Required action ▸
Search the material for the word "dist" and copy each line that holds it.

Records for the task ▸
↓

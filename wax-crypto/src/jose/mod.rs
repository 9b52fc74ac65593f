//! # JOSE: JSON Object Signing and Encryption
//!
//! JOSE is an IETF standard for securely transferring data between parties using JSON.
//! It provides a general framework for signing and encrypting any kind of data, and it's
//! the foundation for technologies like JSON Web Tokens (JWTs).
//!
//! This module implements the cryptographic core of it:
//!
//! * JWS (JSON Web Signature): a payload protected by one or more signatures or MACs,
//!   built with [`JwsBuilder`] and checked with a [`Verifier`] such as [`JwsVerifier`].
//!   See [`rfc7515`] for more details.
//!
//! * JWE (JSON Web Encryption): a payload encrypted under a Content Encryption Key (CEK),
//!   with that CEK protected for one or more recipients. Built with [`JweBuilder`] and
//!   opened with [`JweDecryptor`]. See [`rfc7516`] for more details.
//!
//! * JWA (JSON Web Algorithm): the algorithm names used in the `alg` and `enc` headers,
//!   resolved to [`AlgorithmDescriptor`]s by a [`Registry`]. See [`rfc7518`] for more details.
//!
//! Both formats can be written in the compact form and in the flattened or
//! general JSON serialization. A JWS can also be nested inside a JWE, signed
//! first and encrypted second, see [`JweBuilder::try_with_signed_payload`] and
//! [`JweDecryptor::decrypt_nested`].
//!
//! The engines underneath the formats are public as well: [`aead`] for content
//! encryption, [`key_mgmt`] for CEK management and [`sign`] for signatures.
//!
//! ```
//! use wax_crypto::jose::{
//!     JoseKey, JwsAlgorithm, JwsBuilder, JwsSigner, JwsVerifier, SecretKeyKind, SymmetricKey,
//! };
//!
//! let key: JoseKey = SymmetricKey::generate(SecretKeyKind::Hmac, 32).unwrap().into();
//! let jws = JwsBuilder::new()
//!     .with_payload(r#"{"iss":"joe"}"#)
//!     .build_compact(&JwsSigner::new(&key, JwsAlgorithm::HS256))
//!     .unwrap();
//!
//! let decoded = jws.decode(&JwsVerifier::new(&key)).unwrap();
//! assert_eq!(decoded.payload(), br#"{"iss":"joe"}"#);
//! ```
//!
//! [`rfc7515`]: https://datatracker.ietf.org/doc/html/rfc7515
//! [`rfc7516`]: https://datatracker.ietf.org/doc/html/rfc7516
//! [`rfc7518`]: https://datatracker.ietf.org/doc/html/rfc7518

mod error;
pub use error::{JoseError, JoseErrorKind};

mod jwa;
pub use jwa::{
    AlgorithmDescriptor, ContentEncryptionAlgorithm, DigestAlgorithm, JwsAlgorithm,
    KeyManagementAlgorithm, PrimitiveFamily, Registry,
};

mod profile;
pub use profile::JoseProfile;

mod der;
mod encoding;

mod key;
pub use key::{
    EcKey, JoseKey, MIN_RSA_KEY_BITS, RsaPrivateKey, RsaPublicKey, SecretKeyKind, SymmetricKey,
};

pub mod aead;
pub mod key_mgmt;
pub mod sign;

mod header;
pub use header::{CritPolicy, Headers};

mod jws;
pub use jws::{
    ChainedJwsBuilder, DecodedJws, DecodedSignature, Jws, JwsBuilder, JwsCompact, JwsFlattened,
    JwsSigner, JwsVerifier, Signer, ToVerifySignature, Verifier,
};

mod jwe;
pub use jwe::{Jwe, JweBuilder, JweCompact, JweDecryptor, JweFlattened, Recipient};

mod nested;
pub use nested::NESTED_CONTENT_TYPE;
use aws_lc_rs::{
    cipher::{
        AES_128, AES_192, AES_256, Algorithm, DecryptionContext, EncryptionContext,
        PaddedBlockDecryptingKey, PaddedBlockEncryptingKey, UnboundCipherKey,
    },
    constant_time, hmac,
    iv::FixedLength,
};

use crate::jose::{AlgorithmDescriptor, DigestAlgorithm, JoseError};

const AES_BLOCK_LEN: usize = 16;

pub(super) fn encrypt(
    descriptor: &AlgorithmDescriptor,
    key: &[u8],
    iv: &[u8],
    aad: &[u8],
    payload: &[u8],
) -> Result<(Vec<u8>, Vec<u8>), JoseError> {
    let (mac_key, enc_key) = key.split_at(descriptor.mac_key_len());
    let iv = block_iv(iv)?;

    let cipher_key = UnboundCipherKey::new(aes_algorithm(descriptor)?, enc_key)
        .map_err(|err| JoseError::invalid_key_material("AES key").with_source(err))?;
    let encrypting = PaddedBlockEncryptingKey::cbc_pkcs7(cipher_key)
        .map_err(|err| JoseError::invalid_key_material("AES-CBC key").with_source(err))?;

    let mut ciphertext = payload.to_vec();
    encrypting
        .less_safe_encrypt(
            &mut ciphertext,
            EncryptionContext::Iv128(FixedLength::from(iv)),
        )
        .map_err(|err| JoseError::invalid_input("AES-CBC encryption").with_source(err))?;

    let tag = compute_tag(descriptor, mac_key, aad, &iv, &ciphertext)?;
    Ok((ciphertext, tag))
}

pub(super) fn decrypt(
    descriptor: &AlgorithmDescriptor,
    key: &[u8],
    iv: &[u8],
    aad: &[u8],
    ciphertext: &[u8],
    tag: &[u8],
) -> Result<Vec<u8>, JoseError> {
    let (mac_key, enc_key) = key.split_at(descriptor.mac_key_len());
    let iv = block_iv(iv)?;

    let expected = compute_tag(descriptor, mac_key, aad, &iv, ciphertext)?;
    constant_time::verify_slices_are_equal(&expected, tag)
        .map_err(|err| JoseError::authentication_failure().with_source(err))?;

    // tag is good, padding and cipher errors still must not be told apart
    let cipher_key = UnboundCipherKey::new(aes_algorithm(descriptor)?, enc_key)
        .map_err(|err| JoseError::authentication_failure().with_source(err))?;
    let decrypting = PaddedBlockDecryptingKey::cbc_pkcs7(cipher_key)
        .map_err(|err| JoseError::authentication_failure().with_source(err))?;

    let mut plaintext = ciphertext.to_vec();
    let len = decrypting
        .decrypt(
            &mut plaintext,
            DecryptionContext::Iv128(FixedLength::from(iv)),
        )
        .map_err(|err| JoseError::authentication_failure().with_source(err))?
        .len();
    plaintext.truncate(len);
    Ok(plaintext)
}

/// `HMAC(mac_key, AAD || IV || CIPHERTEXT || AL)` truncated to the tag length,
/// with `AL` the bit length of the AAD as a big endian `u64`.
fn compute_tag(
    descriptor: &AlgorithmDescriptor,
    mac_key: &[u8],
    aad: &[u8],
    iv: &[u8],
    ciphertext: &[u8],
) -> Result<Vec<u8>, JoseError> {
    let al = (aad.len() as u64).wrapping_mul(8).to_be_bytes();

    let key = hmac::Key::new(hmac_algorithm(descriptor)?, mac_key);
    let mut ctx = hmac::Context::with_key(&key);
    ctx.update(aad);
    ctx.update(iv);
    ctx.update(ciphertext);
    ctx.update(&al);
    let mac = ctx.sign();

    mac.as_ref()
        .get(..descriptor.tag_len())
        .map(<[u8]>::to_vec)
        .ok_or_else(|| JoseError::unsupported_algorithm("tag longer than the MAC output"))
}

fn block_iv(iv: &[u8]) -> Result<[u8; AES_BLOCK_LEN], JoseError> {
    iv.try_into()
        .map_err(|err| JoseError::invalid_input("AES-CBC requires a 16 byte iv").with_source(err))
}

fn aes_algorithm(descriptor: &AlgorithmDescriptor) -> Result<&'static Algorithm, JoseError> {
    match descriptor.enc_key_len() {
        16 => Ok(&AES_128),
        24 => Ok(&AES_192),
        32 => Ok(&AES_256),
        len => Err(JoseError::unsupported_algorithm(format!(
            "no AES variant with a {len} byte key"
        ))),
    }
}

fn hmac_algorithm(descriptor: &AlgorithmDescriptor) -> Result<hmac::Algorithm, JoseError> {
    match descriptor.digest() {
        Some(DigestAlgorithm::Sha256) => Ok(hmac::HMAC_SHA256),
        Some(DigestAlgorithm::Sha384) => Ok(hmac::HMAC_SHA384),
        Some(DigestAlgorithm::Sha512) => Ok(hmac::HMAC_SHA512),
        Some(DigestAlgorithm::Sha1) | None => Err(JoseError::unsupported_algorithm(format!(
            "{} has no HMAC-SHA2 digest",
            descriptor.name()
        ))),
    }
}

#[cfg(test)]
mod tests {
    use aws_lc_rs::cipher::EncryptingKey;

    use super::*;
    use crate::jose::{ContentEncryptionAlgorithm, JoseErrorKind, Registry};

    #[test]
    fn mac_covers_aad_length() {
        let descriptor = Registry::new().content_encryption(&ContentEncryptionAlgorithm::A128CbcHs256);
        let key = [7u8; 16];
        let iv = [1u8; 16];
        // moving a byte from the aad into the ciphertext keeps the mac input
        // identical except for AL
        let a = compute_tag(&descriptor, &key, b"ab", &iv, b"c").unwrap();
        let b = compute_tag(&descriptor, &key, b"a", &iv, b"bc").unwrap();
        assert_ne!(a, b);
        assert_eq!(a.len(), 16);
    }

    #[test]
    fn bad_padding_reads_as_tag_failure() {
        let descriptor = Registry::new().content_encryption(&ContentEncryptionAlgorithm::A128CbcHs256);
        let key = [9u8; 32];
        let (mac_key, enc_key) = key.split_at(16);
        let iv = [0u8; 16];

        // with a zero iv one CBC block is a single AES block encryption,
        // the final plaintext byte 0x00 is never valid PKCS#7 padding
        let mut plaintext = [0x11u8; 16];
        plaintext[15] = 0;
        let mut ciphertext = plaintext;
        EncryptingKey::ecb(UnboundCipherKey::new(&AES_128, enc_key).unwrap())
            .unwrap()
            .encrypt(&mut ciphertext)
            .unwrap();

        // the tag is valid, so only the padding check can fail
        let tag = compute_tag(&descriptor, mac_key, b"", &iv, &ciphertext).unwrap();
        let padding_err = decrypt(&descriptor, &key, &iv, b"", &ciphertext, &tag).unwrap_err();

        let mut bad_tag = tag;
        bad_tag[0] ^= 1;
        let tag_err = decrypt(&descriptor, &key, &iv, b"", &ciphertext, &bad_tag).unwrap_err();

        assert_eq!(padding_err.kind(), JoseErrorKind::AuthenticationFailure);
        assert_eq!(padding_err.kind(), tag_err.kind());
        assert_eq!(padding_err.to_string(), "authentication failed");
        assert_eq!(padding_err.to_string(), tag_err.to_string());
    }

    #[test]
    fn partial_block_ciphertext_is_rejected() {
        let descriptor = Registry::new().content_encryption(&ContentEncryptionAlgorithm::A256CbcHs512);
        let key = [3u8; 64];
        let iv = [0u8; 16];
        let ciphertext = [1u8; 15];
        let tag = compute_tag(&descriptor, &key[..32], b"", &iv, &ciphertext).unwrap();
        let err = decrypt(&descriptor, &key, &iv, b"", &ciphertext, &tag).unwrap_err();
        assert_eq!(err.kind(), JoseErrorKind::AuthenticationFailure);
    }
}
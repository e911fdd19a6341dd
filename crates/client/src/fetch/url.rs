//! URL canonicalization so equal requests map to equal cache keys.

/// Error type for URL canonicalization failures.
#[derive(Debug, Clone, thiserror::Error)]
pub enum UrlError {
    #[error("empty URL")]
    Empty,

    #[error("unsupported scheme: {0}")]
    UnsupportedScheme(String),

    #[error("invalid URL: {0}")]
    InvalidUrl(String),
}

/// Canonicalize an absolute URL string.
///
/// Normalization steps:
/// 1. Trim leading/trailing whitespace
/// 2. Require an http(s) scheme
/// 3. Lowercase the host
/// 4. Remove fragment (#...)
/// 5. Keep query string intact (do not reorder)
pub fn canonicalize(input: &str) -> Result<url::Url, UrlError> {
    let trimmed = input.trim();

    if trimmed.is_empty() {
        return Err(UrlError::Empty);
    }

    let parsed = url::Url::parse(trimmed).map_err(|e| UrlError::InvalidUrl(e.to_string()))?;
    normalize(parsed)
}

/// Resolve a root-relative or absolute URL against the site origin, then
/// canonicalize it.
pub fn resolve(origin: &url::Url, input: &str) -> Result<url::Url, UrlError> {
    let trimmed = input.trim();

    if trimmed.is_empty() {
        return Err(UrlError::Empty);
    }

    if trimmed.contains("://") {
        return canonicalize(trimmed);
    }

    let joined = origin.join(trimmed).map_err(|e| UrlError::InvalidUrl(e.to_string()))?;
    normalize(joined)
}

fn normalize(mut parsed: url::Url) -> Result<url::Url, UrlError> {
    match parsed.scheme() {
        "http" | "https" => {}
        scheme => return Err(UrlError::UnsupportedScheme(scheme.to_string())),
    }

    if let Some(host) = parsed.host_str() {
        let host = host.to_lowercase();
        parsed
            .set_host(Some(&host))
            .map_err(|e| UrlError::InvalidUrl(e.to_string()))?;
    }

    parsed.set_fragment(None);

    Ok(parsed)
}

#[cfg(test)]
mod tests {
    use super::*;

    fn origin() -> url::Url {
        url::Url::parse("http://localhost:8080").unwrap()
    }

    #[test]
    fn test_canonicalize_lowercase_host() {
        let url = canonicalize("https://FONTS.GoogleAPIs.com/css").unwrap();
        assert_eq!(url.host_str(), Some("fonts.googleapis.com"));
    }

    #[test]
    fn test_canonicalize_remove_fragment() {
        let url = canonicalize("http://localhost:8080/puzzle1/quiz.html#q3").unwrap();
        assert_eq!(url.fragment(), None);
        assert_eq!(url.path(), "/puzzle1/quiz.html");
    }

    #[test]
    fn test_canonicalize_preserve_query() {
        let url = canonicalize("http://localhost:8080/api/score?a=1&b=2").unwrap();
        assert_eq!(url.query(), Some("a=1&b=2"));
    }

    #[test]
    fn test_canonicalize_requires_scheme() {
        assert!(matches!(canonicalize("localhost:8080/index.html"), Err(UrlError::UnsupportedScheme(_))));
        assert!(matches!(canonicalize("/index.html"), Err(UrlError::InvalidUrl(_))));
    }

    #[test]
    fn test_canonicalize_unsupported_scheme() {
        let result = canonicalize("file:///etc/passwd");
        assert!(matches!(result, Err(UrlError::UnsupportedScheme(_))));
    }

    #[test]
    fn test_canonicalize_empty() {
        assert!(matches!(canonicalize("   "), Err(UrlError::Empty)));
    }

    #[test]
    fn test_resolve_root_relative() {
        let url = resolve(&origin(), "/puzzle1/dist/js/quiz.js").unwrap();
        assert_eq!(url.as_str(), "http://localhost:8080/puzzle1/dist/js/quiz.js");
    }

    #[test]
    fn test_resolve_root() {
        let url = resolve(&origin(), "/").unwrap();
        assert_eq!(url.as_str(), "http://localhost:8080/");
    }

    #[test]
    fn test_resolve_absolute_passthrough() {
        let url = resolve(&origin(), "https://cdn.jsdelivr.net/npm/jquery.min.js").unwrap();
        assert_eq!(url.host_str(), Some("cdn.jsdelivr.net"));
    }

    #[test]
    fn test_resolve_empty() {
        assert!(matches!(resolve(&origin(), ""), Err(UrlError::Empty)));
    }
}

↑

Answer area ▸
        let url = resolve(&origin(), "/puzzle1/dist/js/quiz.js").unwrap();
        assert_eq!(url.as_str(), "http://localhost:8080/puzzle1/dist/js/quiz.js");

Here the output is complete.